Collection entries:
>>>>>
impl<D: ShaderDevice> ProgramAgent<D> {
    /// Creates an agent over `device`, targeting the dialect the device reports.
    pub fn new(device: D, cache: ProgramCacheSettings) -> Self {
        let caps = device.capabilities();
        let cache = if cache.enabled && caps.program_binary {
            Some(ProgramCache::new(cache))
        } else {
            log::debug!("ProgramAgent: binary cache disabled");
            None
        };
        Self {
            device,
            rewriter: DialectRewriter::new(caps),
            cache,
            programs: ProgramStore::new(),
            bound: None,
            stats: ProgramStats::default(),
        }
    }

    /// The underlying device.
    pub fn device(&self) -> &D {
        &self.device
    }

    /// Mutable access to the underlying device.
    pub fn device_mut(&mut self) -> &mut D {
        &mut self.device
    }

    /// The rewriter configured for the device's dialect.
    pub fn rewriter(&self) -> &DialectRewriter {
        &self.rewriter
    }

    /// The binary cache, if enabled.
    pub fn cache(&self) -> Option<&ProgramCache> {
        self.cache.as_ref()
    }

    /// Rewrites, compiles (or restores from cache), links and reflects a
    /// program.
    ///
    /// ## Arguments
    /// * `name` - Diagnostic name, also the cache file name.
    /// * `vertex` - Vertex stage text. Empty text counts as absent.
    /// * `fragment` - Fragment stage text. Empty text counts as absent.
    ///
    /// ## Returns
    /// The handle of the new program. The previously bound program stays bound.
    ///
    /// ## Errors
    /// * `ProgramError::Shader` - Both stages are absent, a stage failed to
    ///   compile, the link failed, or the driver could not allocate objects.
    pub fn create_program(
        &mut self,
        name: &str,
        vertex: Option<&str>,
        fragment: Option<&str>,
    ) -> Result<ProgramHandle, ProgramError> {
        let vertex = vertex.filter(|text| !text.trim().is_empty());
        let fragment = fragment.filter(|text| !text.trim().is_empty());
        if vertex.is_none() && fragment.is_none() {
            return Err(ShaderError::EmptySource {
                name: name.to_string(),
            }
            .into());
        }

        let rewritten = self.rewriter.rewrite_program(name, vertex, fragment);
        let key = program_key(
            rewritten.vertex.as_ref().map(|source| source.text.as_str()),
            rewritten.fragment.as_ref().map(|source| source.text.as_str()),
        );

        let object = self.device.create_program()?;
        let from_cache = self.restore_cached(name, key, object);
        if from_cache {
            self.stats.cache_hits += 1;
        } else {
            self.stats.cache_misses += 1;
            self.compile_fresh(name, &rewritten, object)?;
            self.store_cached(name, key, object);
        }

        let reflection = ReflectionTable::build(&mut self.device, object);
        let previous = self.bound_object();
        self.device.use_program(previous);

        let builtins = BuiltInSlots::resolve(
            |name| reflection.find_uniform(name),
            |name| reflection.sampler_unit(name),
        );
        let handle = self.programs.insert(LinkedProgram {
            name: name.to_string(),
            object,
            interface: rewritten.interface,
            diagnostics: rewritten.diagnostics,
            reflection,
            builtins,
            from_cache,
        });

        self.stats.programs_created += 1;
        self.stats.programs_live = self.programs.live() as u64;
        log::debug!(
            "ProgramAgent: created '{}' as {} ({})",
            name,
            handle,
            if from_cache { "cached" } else { "compiled" }
        );
        Ok(handle)
    }

    fn compile_fresh(
        &mut self,
        name: &str,
        rewritten: &RewrittenProgram,
        object: ProgramObjectId,
    ) -> Result<(), ShaderError> {
        let caps = self.rewriter.capabilities();
        if let Err(err) = compile_and_link(&mut self.device, caps, name, rewritten, object) {
            match err {
                ShaderError::CompilationFailed { .. } => self.stats.compile_failures += 1,
                ShaderError::LinkFailed { .. } => self.stats.link_failures += 1,
                _ => {}
            }
            self.device.delete_program(object);
            return Err(err);
        }
        Ok(())
    }

    /// Loads a cached binary into `object`. Any failure is a miss.
    fn restore_cached(&mut self, name: &str, key: u32, object: ProgramObjectId) -> bool {
        let Some(cache) = &self.cache else {
            return false;
        };
        let binary = match cache.load(name, key) {
            Ok(Some(binary)) => binary,
            Ok(None) => {
                log::debug!("ProgramAgent: no cached binary for '{name}'");
                return false;
            }
            Err(err) => {
                log::debug!("ProgramAgent: cache miss for '{name}': {err}");
                return false;
            }
        };

        if self.device.load_program_binary(object, &binary) && self.device.link_status(object) {
            log::debug!("ProgramAgent: restored '{name}' from the binary cache");
            true
        } else {
            log::debug!("ProgramAgent: driver rejected the cached binary of '{name}'");
            false
        }
    }

    fn store_cached(&self, name: &str, key: u32, object: ProgramObjectId) {
        let Some(cache) = &self.cache else {
            return;
        };
        let Some(binary) = self.device.program_binary(object) else {
            log::debug!("ProgramAgent: driver returned no binary for '{name}'");
            return;
        };
        if let Err(err) = cache.store(name, key, &binary) {
            log::warn!("ProgramAgent: failed to cache '{name}': {err}");
        }
    }

    /// Releases a program. Deleting the bound program unbinds it first.
    ///
    /// ## Errors
    /// * `ProgramError::InvalidHandle` - The handle is stale.
    pub fn delete_program(&mut self, handle: ProgramHandle) -> Result<(), ProgramError> {
        if self.bound == Some(handle) {
            self.bind_program(None)?;
        }
        let program = self
            .programs
            .remove(handle)
            .ok_or(ProgramError::InvalidHandle(handle))?;
        self.device.delete_program(program.object);

        self.stats.programs_live = self.programs.live() as u64;
        log::debug!("ProgramAgent: deleted '{}' ({})", program.name, handle);
        Ok(())
    }

    /// Makes `handle` the current program, or unbinds with `None`. Binding
    /// the already bound program does nothing.
    ///
    /// ## Errors
    /// * `ProgramError::InvalidHandle` - The handle is stale.
    pub fn bind_program(&mut self, handle: Option<ProgramHandle>) -> Result<(), ProgramError> {
        if self.bound == handle {
            return Ok(());
        }
        let object = match handle {
            Some(handle) => Some(
                self.programs
                    .get(handle)
                    .ok_or(ProgramError::InvalidHandle(handle))?
                    .object,
            ),
            None => None,
        };
        self.device.use_program(object);
        self.bound = handle;
        Ok(())
    }

    /// The currently bound program.
    pub fn bound_program(&self) -> Option<ProgramHandle> {
        self.bound
    }

    fn bound_object(&self) -> Option<ProgramObjectId> {
        self.bound
            .and_then(|handle| self.programs.get(handle))
            .map(|program| program.object)
    }

    /// The program behind `handle`, or `None` if it was deleted.
    pub fn program(&self, handle: ProgramHandle) -> Option<&LinkedProgram> {
        self.programs.get(handle)
    }

    /// Handles of all live programs.
    pub fn programs(&self) -> impl Iterator<Item = ProgramHandle> + '_ {
        self.programs.handles()
    }

    /// Slot of the uniform `name` in program `handle`.
    pub fn resolve_constant(&self, handle: ProgramHandle, name: &str) -> Option<ConstantSlot> {
        self.programs.get(handle)?.reflection.find_uniform(name)
    }

    /// Texture unit of the sampler `name` in program `handle`.
    pub fn resolve_sampler_unit(&self, handle: ProgramHandle, name: &str) -> Option<u32> {
        self.programs.get(handle)?.reflection.sampler_unit(name)
    }

    /// Slot of a built-in constant; [`ConstantSlot::NONE`] when the program
    /// does not declare it or the handle is stale.
    pub fn builtin_constant(&self, handle: ProgramHandle, builtin: BuiltInConstant) -> ConstantSlot {
        self.programs
            .get(handle)
            .map_or(ConstantSlot::NONE, |program| program.builtins.constant(builtin))
    }

    /// Texture unit of a built-in sampler.
    pub fn builtin_sampler_unit(
        &self,
        handle: ProgramHandle,
        builtin: BuiltInSampler,
    ) -> Option<u32> {
        self.programs.get(handle)?.builtins.sampler_unit(builtin)
    }

    /// Uploads `count` elements of `data` to `slot` of the bound program.
    ///
    /// The upload call is chosen by the reflected type of the slot. Negative
    /// slots, and calls with no bound program, do nothing.
    ///
    /// ## Arguments
    /// * `slot` - A slot resolved against the bound program.
    /// * `data` - At least `count` elements of packed scalars.
    /// * `count` - Number of array elements.
    /// * `row_major` - Whether matrix data must be transposed.
    pub fn set_constant(
        &mut self,
        slot: ConstantSlot,
        data: ConstantData<'_>,
        count: usize,
        row_major: bool,
    ) {
        if !slot.is_valid() {
            return;
        }
        let Some(program) = self.bound.and_then(|handle| self.programs.get(handle)) else {
            log::trace!("ProgramAgent: constant set with no program bound");
            return;
        };
        let Some(uniform) = program.reflection.uniform(slot) else {
            log::warn!(
                "ProgramAgent: slot {} is out of range for '{}'",
                slot.0,
                program.name
            );
            return;
        };
        constants::dispatch(&mut self.device, uniform, data, count, row_major);
    }

    /// Resolves `name` against the bound program and uploads `data`, as many
    /// elements as it covers.
    ///
    /// ## Returns
    /// `false` if no program is bound or it has no such uniform.
    pub fn set_constant_by_name(&mut self, name: &str, data: ConstantData<'_>) -> bool {
        let Some(program) = self.bound.and_then(|handle| self.programs.get(handle)) else {
            return false;
        };
        let Some(slot) = program.reflection.find_uniform(name) else {
            return false;
        };
        let Some(count) = program
            .reflection
            .uniform(slot)
            .and_then(|uniform| constants::elements_in(uniform, data.len()))
        else {
            return false;
        };
        self.set_constant(slot, data, count, false);
        true
    }

    /// Sets an `int` constant.
    pub fn set_constant_1i(&mut self, slot: ConstantSlot, value: i32) {
        self.set_constant(slot, ConstantData::Ints(&[value]), 1, false);
    }

    /// Sets an `ivec2` constant.
    pub fn set_constant_2i(&mut self, slot: ConstantSlot, value: [i32; 2]) {
        self.set_constant(slot, ConstantData::Ints(&value), 1, false);
    }

    /// Sets an `ivec3` constant.
    pub fn set_constant_3i(&mut self, slot: ConstantSlot, value: [i32; 3]) {
        self.set_constant(slot, ConstantData::Ints(&value), 1, false);
    }

    /// Sets an `ivec4` constant.
    pub fn set_constant_4i(&mut self, slot: ConstantSlot, value: [i32; 4]) {
        self.set_constant(slot, ConstantData::Ints(&value), 1, false);
    }

    /// Sets a `float` constant.
    pub fn set_constant_1f(&mut self, slot: ConstantSlot, value: f32) {
        self.set_constant(slot, ConstantData::Floats(&[value]), 1, false);
    }

    /// Sets a `vec2` constant.
    pub fn set_constant_2f(&mut self, slot: ConstantSlot, value: [f32; 2]) {
        self.set_constant(slot, ConstantData::Floats(&value), 1, false);
    }

    /// Sets a `vec3` constant.
    pub fn set_constant_3f(&mut self, slot: ConstantSlot, value: [f32; 3]) {
        self.set_constant(slot, ConstantData::Floats(&value), 1, false);
    }

    /// Sets a `vec4` constant.
    pub fn set_constant_4f(&mut self, slot: ConstantSlot, value: [f32; 4]) {
        self.set_constant(slot, ConstantData::Floats(&value), 1, false);
    }

    /// Sets a `mat2` constant.
    pub fn set_constant_2x2f(&mut self, slot: ConstantSlot, row_major: bool, value: &[f32; 4]) {
        self.set_constant(slot, ConstantData::Floats(value), 1, row_major);
    }

    /// Sets a `mat3` constant.
    pub fn set_constant_3x3f(&mut self, slot: ConstantSlot, row_major: bool, value: &[f32; 9]) {
        self.set_constant(slot, ConstantData::Floats(value), 1, row_major);
    }

    /// Sets a `mat4` constant.
    pub fn set_constant_4x4f(&mut self, slot: ConstantSlot, row_major: bool, value: &[f32; 16]) {
        self.set_constant(slot, ConstantData::Floats(value), 1, row_major);
    }

    /// Sets `count` elements of an integer array constant.
    pub fn set_constant_array_i(&mut self, slot: ConstantSlot, count: usize, values: &[i32]) {
        self.set_constant(slot, ConstantData::Ints(values), count, false);
    }

    /// Sets `count` elements of a float or vector array constant.
    pub fn set_constant_array_f(&mut self, slot: ConstantSlot, count: usize, values: &[f32]) {
        self.set_constant(slot, ConstantData::Floats(values), count, false);
    }

    /// Sets `count` elements of a matrix array constant.
    pub fn set_constant_array_matrix(
        &mut self,
        slot: ConstantSlot,
        row_major: bool,
        count: usize,
        values: &[f32],
    ) {
        self.set_constant(slot, ConstantData::Floats(values), count, row_major);
    }

    /// Binds `texture` to texture `unit`.
    pub fn bind_texture(&mut self, unit: u32, texture: TextureId) {
        self.device.bind_texture(unit, texture);
    }

    /// The agent's running counters.
    pub fn stats(&self) -> ProgramStats {
        self.stats
    }

    /// Deletes every live program.
    pub fn clear(&mut self) {
        let handles: Vec<ProgramHandle> = self.programs.handles().collect();
        for handle in handles {
            if let Err(err) = self.delete_program(handle) {
                log::warn!("ProgramAgent: {err}");
            }
        }
    }
}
<<<<<
Required action
List the lines of the records where "fragment" occurs.

Solved exercise
    /// * `fragment` - Fragment stage text. Empty text counts as absent.
        fragment: Option<&str>,
        let fragment = fragment.filter(|text| !text.trim().is_empty());
        if vertex.is_none() && fragment.is_none() {
        let rewritten = self.rewriter.rewrite_program(name, vertex, fragment);
            rewritten.fragment.as_ref().map(|source| source.text.as_str()),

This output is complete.